At the September 10 hearing, the juvenile court advised mother she needed to return to court on November 14 for a settlement conference and on November 26 if the case went to trial. The court stated that if mother did not come to court on either of those dates, it could decide she would not be able to testify and assist her attorney in presenting evidence and could make its decision based on the department's report. The minute order for the September 10 hearing indicates the court set a settlement conference on the section 366.26 hearing for November 14 and a contested section 366.26 hearing for November 26. Respondent argues the court's oral statement constitutes the second and third advisements to mother that it could terminate her parental rights at the settlement conference or the contested hearing. We disagree.

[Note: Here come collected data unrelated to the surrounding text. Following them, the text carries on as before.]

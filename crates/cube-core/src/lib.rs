//! Core traits and types for accelerometer orientation detection
//!
//! This crate provides the vocabulary shared by the sampler, the stability
//! classifier and the dispatcher:
//!
//! - [`Sample`]: one raw 3-axis reading
//! - [`OrientationSymbol`] and [`Orientation`]: discretized readings and the
//!   six canonical resting faces
//! - [`RecognizedOrientations`]: the set of faces a caller will act on
//! - [`Pacer`] and [`CancellationToken`]: the loop's only suspension and
//!   stop points
//! - [`Error`] and [`Result`]: one error type for every cube crate
//!
//! # Example
//!
//! ```rust
//! use cube_core::{AxisLevel, Orientation, OrientationSymbol};
//!
//! let symbol = OrientationSymbol::defined(
//!     AxisLevel::Positive,
//!     AxisLevel::Neutral,
//!     AxisLevel::Neutral,
//! );
//! assert_eq!(symbol.orientation(), Some(Orientation::PositiveX));
//! ```

pub mod error;
pub mod orientation;
pub mod pacing;
pub mod sample;

// Re-export core types
pub use error::{Error, Result};
pub use orientation::{AllFaces, AxisLevel, Orientation, OrientationSymbol, RecognizedOrientations};
pub use pacing::{CancellationToken, NoPause, Pacer, ThreadPacer};
pub use sample::{Axis, Sample};

// Version information
pub const VERSION: &str = env!("CARGO_PKG_VERSION");

/// Prelude module for convenient imports
pub mod prelude {
    pub use crate::{
        Axis, AxisLevel, CancellationToken, Error, Orientation, OrientationSymbol, Pacer,
        RecognizedOrientations, Result, Sample,
    };
}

On the September 10, 2018 minute order, the November 14, 2018 hearing is designated as "SC.26" and the November 26, 2018 hearing is designated as "C.26."

The juvenile court previously told mother a trial was scheduled for November 26 and the case would go to trial if no settlement was reached on November 14. The court did not state, even assuming it would have been appropriate to do so, that it would proceed to a section 366.26 hearing on November 14 and terminate her parental rights if she did not appear. The only "decision" the court stated it would make in mother's absence was whether she could testify or assist in the presentation of evidence, which is patently insufficient to notify her that the section 366.26 hearing would be accelerated to the settlement conference. Moreover, the deprivation of mother's right to the contested hearing she requested is an improper sanction for her failure to appear at a settlement conference. Neither is it appropriate to impose evidentiary sanctions that effectively deprive mother of her right to be heard and present evidence at the scheduled contested hearing.

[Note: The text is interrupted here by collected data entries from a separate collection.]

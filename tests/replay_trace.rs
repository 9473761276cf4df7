//! Replays the bundled demo trace through the whole pipeline

use std::path::PathBuf;

use timecube::cube_core::{Error, Orientation, Sample};
use timecube::cube_dispatch::TimeTrackingAction;
use timecube::cube_sensor::{write_trace, ScriptedSampler, TraceSampler};
use timecube::{replay, AppConfig, ReplayOptions};

fn demo(name: &str) -> PathBuf {
    PathBuf::from(env!("CARGO_MANIFEST_DIR")).join("demos").join(name)
}

#[test]
fn test_demo_trace_decides_negative_x() {
    let config = AppConfig::load(Some(demo("timecube.json").as_path())).unwrap();
    let mut sampler = TraceSampler::open(demo("flip_to_negative_x.csv")).unwrap();

    let report = replay(&mut sampler, &config, ReplayOptions::default()).unwrap();
    assert_eq!(report.decision.orientation, Orientation::NegativeX);
    assert_eq!(report.decision.ticks, 21);
    assert!(report.decision.motion_score < 500_000.0);
    assert_eq!(
        report.action,
        TimeTrackingAction::Start {
            project_id: 151554248
        }
    );
    // Rows after the decision are never read
    assert_eq!(sampler.ticks(), 21);
}

#[test]
fn test_max_ticks_stops_before_decision() {
    let mut sampler = TraceSampler::open(demo("flip_to_negative_x.csv")).unwrap();
    let err = replay(
        &mut sampler,
        &AppConfig::default(),
        ReplayOptions {
            max_ticks: Some(12),
            ..ReplayOptions::default()
        },
    )
    .unwrap_err();
    assert!(matches!(err, Error::Cancelled { ticks: 12 }));
}

#[test]
fn test_trace_without_rest_runs_dry() {
    let mut buffer = Vec::new();
    let tilted: Vec<Sample> = (0..30).map(|i| Sample::new(9000, 9000, 3000 + i)).collect();
    write_trace(&mut buffer, &tilted).unwrap();

    let mut sampler = TraceSampler::from_reader(buffer.as_slice());
    let err = replay(&mut sampler, &AppConfig::default(), ReplayOptions::default()).unwrap_err();
    assert!(matches!(err, Error::StreamExhausted { ticks: 30 }));
}

#[test]
fn test_top_face_stops_tracking() {
    let mut sampler = ScriptedSampler::new();
    sampler
        .push_repeated(Sample::new(7000, 7000, 7000), 2)
        .push_repeated(Sample::new(-300, 250, 16600), 10);
    let report = replay(&mut sampler, &AppConfig::default(), ReplayOptions::default()).unwrap();
    assert_eq!(report.decision.orientation, Orientation::PositiveZ);
    assert_eq!(report.action, TimeTrackingAction::StopCurrent);
    assert_eq!(report.decision.ticks, 12);
}

#[test]
fn test_report_json() {
    let mut sampler = ScriptedSampler::new();
    sampler.push_repeated(Sample::new(0, -16000, 0), 10);
    let report = replay(&mut sampler, &AppConfig::default(), ReplayOptions::default()).unwrap();
    let json: serde_json::Value = serde_json::to_value(&report).unwrap();
    assert_eq!(json["decision"]["orientation"], "-y");
    assert_eq!(json["decision"]["ticks"], 10);
    assert_eq!(json["action"]["action"], "start");
    assert_eq!(json["action"]["project_id"], 0);
}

We note that the nature of a settlement conference is to determine whether the matter may be resolved voluntarily and, if so, on what terms. The parties are not required to agree and, generally, the court makes no decisions or issues orders concerning the merits of the case. It is not proper to conflate the settlement conference with the contested hearing for purposes of making final dispositional orders.

Appellate courts have found due process violations in similar circumstances where a parent failed to appear at a settlement or pretrial conference. (Stacy T., supra, 52 Cal.App.4th 1415; Wilford J., supra, 131 Cal.App.4th 742.) Wilford J. is illustrative for our purposes.

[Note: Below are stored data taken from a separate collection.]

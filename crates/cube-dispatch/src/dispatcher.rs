//! Exactly-once dispatch of a decided face

use cube_core::{Orientation, Result};
use tracing::{info, warn};

use crate::table::OrientationTable;

/// Carries out one action
pub trait ActionHandler<A> {
    fn perform(&mut self, action: &A) -> Result<()>;
}

impl<A, H: ActionHandler<A> + ?Sized> ActionHandler<A> for &mut H {
    fn perform(&mut self, action: &A) -> Result<()> {
        (**self).perform(action)
    }
}

/// Adapter turning a closure into an [`ActionHandler`]
pub struct FnHandler<F>(pub F);

impl<A, F> ActionHandler<A> for FnHandler<F>
where
    F: FnMut(&A) -> Result<()>,
{
    fn perform(&mut self, action: &A) -> Result<()> {
        (self.0)(action)
    }
}

/// Outcome of a dispatch
#[derive(Debug, PartialEq)]
pub struct Dispatched<'t, A> {
    pub orientation: Orientation,
    pub action: &'t A,
}

/// Resolves a decided face through the table and hands the action over
///
/// `dispatch` consumes the dispatcher, so one decision triggers at most one
/// action.
pub struct Dispatcher<'t, A, H> {
    table: &'t OrientationTable<A>,
    handler: H,
}

impl<'t, A, H> Dispatcher<'t, A, H>
where
    A: std::fmt::Debug,
    H: ActionHandler<A>,
{
    pub fn new(table: &'t OrientationTable<A>, handler: H) -> Self {
        Self { table, handler }
    }

    pub fn dispatch(mut self, orientation: Orientation) -> Result<Dispatched<'t, A>> {
        let action = self.table.resolve(orientation);
        info!(%orientation, ?action, "dispatching");
        self.handler
            .perform(action)
            .inspect_err(|e| warn!(%orientation, error = %e, "action failed"))?;
        Ok(Dispatched {
            orientation,
            action,
        })
    }
}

In Wilford J., supra, 131 Cal.App.4th 742 the father, who did not appear at the detention hearing, was given a "generic notice" of the next hearing which advised him of basic rights but did not advise him of the nature of the proceedings. The proceedings were in fact a pretrial resolution conference. Father, who was not represented, did not appear, and the court proceeded with a jurisdictional hearing. On appeal, the father contended that his due process right to notice had been violated. The appellate court agreed: "Converting a noticed [pretrial resolution conference] into an unscheduled jurisdictional hearing, absent appropriate waivers from the parties or their counsel, deprives parents of vitally important procedural protections that are essential to ensure the fairness of dependency proceedings." (Id. at pp. 746-747.) "Although the failure to respond to a court order to attend a [pretrial resolution conference] may serve as the basis for an award of sanctions (Local Rule 17.22(a); see Code Civ. Proc., § 177.5), nonappearance at a [pretrial resolution conference] does not justify conducting an entirely different proceeding or entry of the absent party's 'default' on the allegations of the section 300 petition." (Id. at p. 750.)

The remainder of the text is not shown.